Review by Molly
The year is 1964. It was a time when many people smoked, drugs were not often heard of, it was safe to take a walk at night in most towns, living together prior to marriage was not acceptable and most people married before having children.
Balan sat in the lobby people watching. He was wearing a suit he felt most comfortable wearing, in his pocket was a gold pencil lighter. He was almost tall and almost handsome. It was another weekend away, another search, another resort. Now that Erika was gone Balan had been on a circuit he loathed. All he really hoped for was to find one girl with whom he might fall in love with. Three years out of college in 1952 Balan was pounding the pavement looking for work as a writer, no one seemed to need a writer. He wrote scripts. He wrote his play "Spring Never Returns" and met Erika. She read for a role in his play.

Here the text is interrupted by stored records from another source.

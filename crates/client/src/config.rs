//! Static configuration: backend base addresses and identity-provider
//! connection parameters.
//!
//! This is the whole configuration surface of the client core. No files,
//! no CLI; the embedding shell deserializes or constructs these and passes
//! them down. Defaults match the reference deployment.

use serde::{Deserialize, Serialize};
use url::Url;

fn default_product_base() -> Url {
    Url::parse("http://localhost:8081").expect("default product base URL parses")
}

fn default_order_base() -> Url {
    Url::parse("http://localhost:8082").expect("default order base URL parses")
}

fn default_issuer() -> Url {
    Url::parse("http://localhost:8180/").expect("default issuer URL parses")
}

/// Base addresses of the two backend resource families.
#[derive(Debug, Clone, PartialEq, Eq, Serialize, Deserialize)]
pub struct ServiceEndpoints {
    #[serde(default = "default_product_base")]
    pub product_base: Url,

    #[serde(default = "default_order_base")]
    pub order_base: Url,
}

impl Default for ServiceEndpoints {
    fn default() -> Self {
        Self {
            product_base: default_product_base(),
            order_base: default_order_base(),
        }
    }
}

/// Connection parameters for the external identity provider.
///
/// The provider's protocol (OIDC, refresh, expiry) lives entirely in the
/// authentication collaborator; these values only tell it where to go.
#[derive(Debug, Clone, PartialEq, Eq, Serialize, Deserialize)]
pub struct IdentityProvider {
    #[serde(default = "default_issuer")]
    pub issuer_url: Url,

    #[serde(default = "IdentityProvider::default_realm")]
    pub realm: String,

    #[serde(default = "IdentityProvider::default_client_id")]
    pub client_id: String,
}

impl IdentityProvider {
    fn default_realm() -> String {
        "microservices-app".to_string()
    }

    fn default_client_id() -> String {
        "frontend-client".to_string()
    }
}

impl Default for IdentityProvider {
    fn default() -> Self {
        Self {
            issuer_url: default_issuer(),
            realm: Self::default_realm(),
            client_id: Self::default_client_id(),
        }
    }
}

In 1906 Rachael Sarah Dauner was born in Hungary. When she was fifteen she boarded a train on the first leg of a journey that was to carry her to America. Marriage, pregnancy, sorrow of miscarriage and finally Bernard Alan Redfield was born. After a time he was called Balan. And, from his earliest year Balan loved rivers.

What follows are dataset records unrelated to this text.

use serde::{Deserialize, Serialize};

use crate::{Capabilities, Principal, Role, TokenStore};

/// Session state as reported by the external authentication collaborator
/// on every change (login, logout, token refresh, role change).
///
/// The collaborator owns the OIDC protocol, token refresh and expiry; this
/// crate only consumes the resulting snapshots.
#[derive(Debug, Clone, PartialEq, Eq, Serialize, Deserialize)]
pub struct SessionState {
    pub authenticated: bool,
    pub token: Option<String>,
    pub username: Option<String>,
    pub roles: Vec<Role>,
}

impl SessionState {
    /// The state reported after logout or before the first login.
    pub fn anonymous() -> Self {
        Self {
            authenticated: false,
            token: None,
            username: None,
            roles: Vec::new(),
        }
    }
}

/// Applies session states to the token store and keeps the derived
/// principal and capabilities current.
///
/// Capabilities are recomputed on every state, never cached across a role
/// change.
#[derive(Debug, Clone)]
pub struct Session {
    tokens: TokenStore,
    principal: Option<Principal>,
    capabilities: Capabilities,
}

impl Session {
    pub fn new(tokens: TokenStore) -> Self {
        Self {
            tokens,
            principal: None,
            capabilities: Capabilities::NONE,
        }
    }

    /// Apply a reported session state: update the token store and re-derive
    /// principal and capabilities.
    pub fn apply(&mut self, state: SessionState) {
        match (state.authenticated, state.token) {
            (true, Some(token)) => self.tokens.set(token),
            _ => self.tokens.clear(),
        }

        if state.authenticated {
            let username = state.username.unwrap_or_default();
            self.capabilities = Capabilities::for_roles(&state.roles);
            self.principal = Some(Principal::new(username, state.roles));
        } else {
            self.capabilities = Capabilities::NONE;
            self.principal = None;
        }
    }

    pub fn principal(&self) -> Option<&Principal> {
        self.principal.as_ref()
    }

    pub fn capabilities(&self) -> Capabilities {
        self.capabilities
    }

    pub fn is_authenticated(&self) -> bool {
        self.principal.is_some()
    }
}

Two generations, family, friends that remained a long time and others who stopped, shared a moment and moved on. Death, life, maturity, questions regarding his masculinity and his Jewishness, in addition to hurt, feelings of defeat and pain are all presented on the pages of Say Uncle.
Writer Globerman continues to grow as a writer. He probes Balan's psyche so thoroughly that the reader is left with an acute perceptive of just what it is that makes him tick. Hopes, fears, sensitivity as well as relationships all are laid bare for the eyes of the reader in this fast paced, well written narrative. Balan is a complex character who searches to find what he needs for himself despite the almost stifling devotion, aspirations and desires he feels from friends and family as they at times nearly smother him and his unique charm.
Told in the first person Say Uncle is presented from the viewpoint of Balan; the tale moves quickly to reveal an insightful, bright man who, as we all are, is buffeted at times by the events of his life. And as most of us, he is made stronger because of his life occurrences. Characters are strong, fully developed and convincing. Balan goes through many of the ups and downs of life as are experienced by us all. His struggle to discover his ideal companion is an endeavor most of us know and understand. The fervor, desires and wishes Balan possesses are the ones we all face; moreover they are exactly why the book holds us in its grip so securely. Dialogue is at times tough and gritty, nevertheless verbiage used is believable always.
Attention-grabbing read, happy to recommend. Say Uncle is certain to interest those who enjoy general fiction well written, not for everyone some graphic sex, some graphic language. Say Uncle has a place on the personal reading list, the high school library shelf and the public library. I was sent a trade paperback copy for review.
Notice: Strong indecent language, Strong sexual content
These reviews are personal opinions only and in no way reflect other readers' opinions of the books discussed.